Tipps fürs Angleiten

Das Gleitgefühl dürfte so gut wie jedem Surfer bekannt sein. Doch jetzt geht es darum, diesen Zustand bewusst herbeizuführen. Wir wissen: Damit das Board möglichst reibungslos gleiten kann, muss eine hohe Geschwindigkeit bei einem flachen Anstellwinkel erreicht werden – wie man das schafft? Ganz einfach:

  • Ein leichtes Abfallen auf Raumschotkurs erhöht die Geschwindigkeit sofort.
  • Wird das Gewicht zum Mastfuß hin verlagert, kann die Boardunterseite in einen sehr flachen Winkel zum Wasser ausgerichtet werden.

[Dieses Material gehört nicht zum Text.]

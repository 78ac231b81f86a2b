//! `flowdesk status` — Show configuration summary.

use flowdesk_config::AppConfig;

pub async fn run() -> Result<(), Box<dyn std::error::Error>> {
    let config = AppConfig::load().map_err(|e| format!("Failed to load config: {e}"))?;

    println!("🗂  Flowdesk Status");
    println!("=================");
    println!("  Config dir:     {}", AppConfig::config_dir().display());
    println!(
        "  Gateway:        {}:{}",
        config.gateway.host, config.gateway.port
    );
    println!("  Engine:         {}", config.engine.registry_url);
    println!("  Index:          {}", config.index.base_url);
    println!("  Directory:      {}", config.directory.base_url);
    println!("  Notifications:  {}", config.notifications.backend);
    println!(
        "  Database:       {}",
        config.notification_db_path().display()
    );

    // Check config file existence
    let config_path = AppConfig::config_dir().join("config.toml");
    if config_path.exists() {
        println!("\n  ✅ Config file found");
    } else {
        println!("\n  ⚠️  No config file — run `flowdesk onboard` first");
    }

    Ok(())
}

  • Sofern eher seichte Windverhältnisse vorherrschen, kann ein kräftiges Segelpumpen hilfreich sein. Damit lässt sich die Gleitschwelle im entscheidenden Moment überwinden.

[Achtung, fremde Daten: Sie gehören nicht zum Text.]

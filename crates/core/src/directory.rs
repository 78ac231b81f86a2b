//! Directory trait — the abstraction over the external user/group service.
//!
//! Notification scoping resolves the calling user against this directory to
//! learn which groups they belong to. Identity itself (who the caller is)
//! arrives from outside; this trait only answers "does this principal
//! exist, and what groups is it in".

use crate::error::DirectoryError;
use crate::notification::RecipientScope;
use async_trait::async_trait;
use serde::{Deserialize, Serialize};

/// A user as the directory knows it.
#[derive(Debug, Clone, Serialize, Deserialize)]
pub struct Principal {
    /// Directory identifier of the user
    pub id: String,

    /// Human-readable name, if the directory records one
    #[serde(default, skip_serializing_if = "Option::is_none")]
    pub display_name: Option<String>,

    /// Groups the user belongs to
    #[serde(default)]
    pub groups: Vec<String>,
}

impl Principal {
    /// The notification scope this principal can see.
    pub fn scope(&self) -> RecipientScope {
        RecipientScope {
            user_id: self.id.clone(),
            groups: self.groups.clone(),
        }
    }
}

/// The directory trait.
///
/// Lookups return `Ok(None)` / `Ok(false)` for unknown principals and
/// groups; errors are reserved for transport failures.
#[async_trait]
pub trait Directory: Send + Sync {
    /// Resolve a user id to a principal with its group memberships.
    async fn principal(&self, user_id: &str) -> Result<Option<Principal>, DirectoryError>;

    /// Check whether a group exists.
    async fn group_exists(&self, group_id: &str) -> Result<bool, DirectoryError>;

    /// Health check — can we reach the directory?
    async fn health_check(&self) -> Result<bool, DirectoryError> {
        Ok(true)
    }
}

  • Die Fußschlaufen und das Trapez sorgen dafür, dass sich das Material wunderbar kontrollieren lässt, sodass der Surfer ohne großen Kraftaufwand gleiten kann.

Eine solche Gleitfahrt ist natürlich der Höhepunkt beim Surfen. Je besser die Tipps für das aktive Angleiten umgesetzt werden können, desto schneller kommt man mit seinem Board in diesen Genuss. Wie immer gilt: Es ist noch kein Meister vom Himmel gefallen, deshalb hilft nur üben, üben und noch mal üben – die Gleitfahrt ist nur wenige Handgriffe entfernt.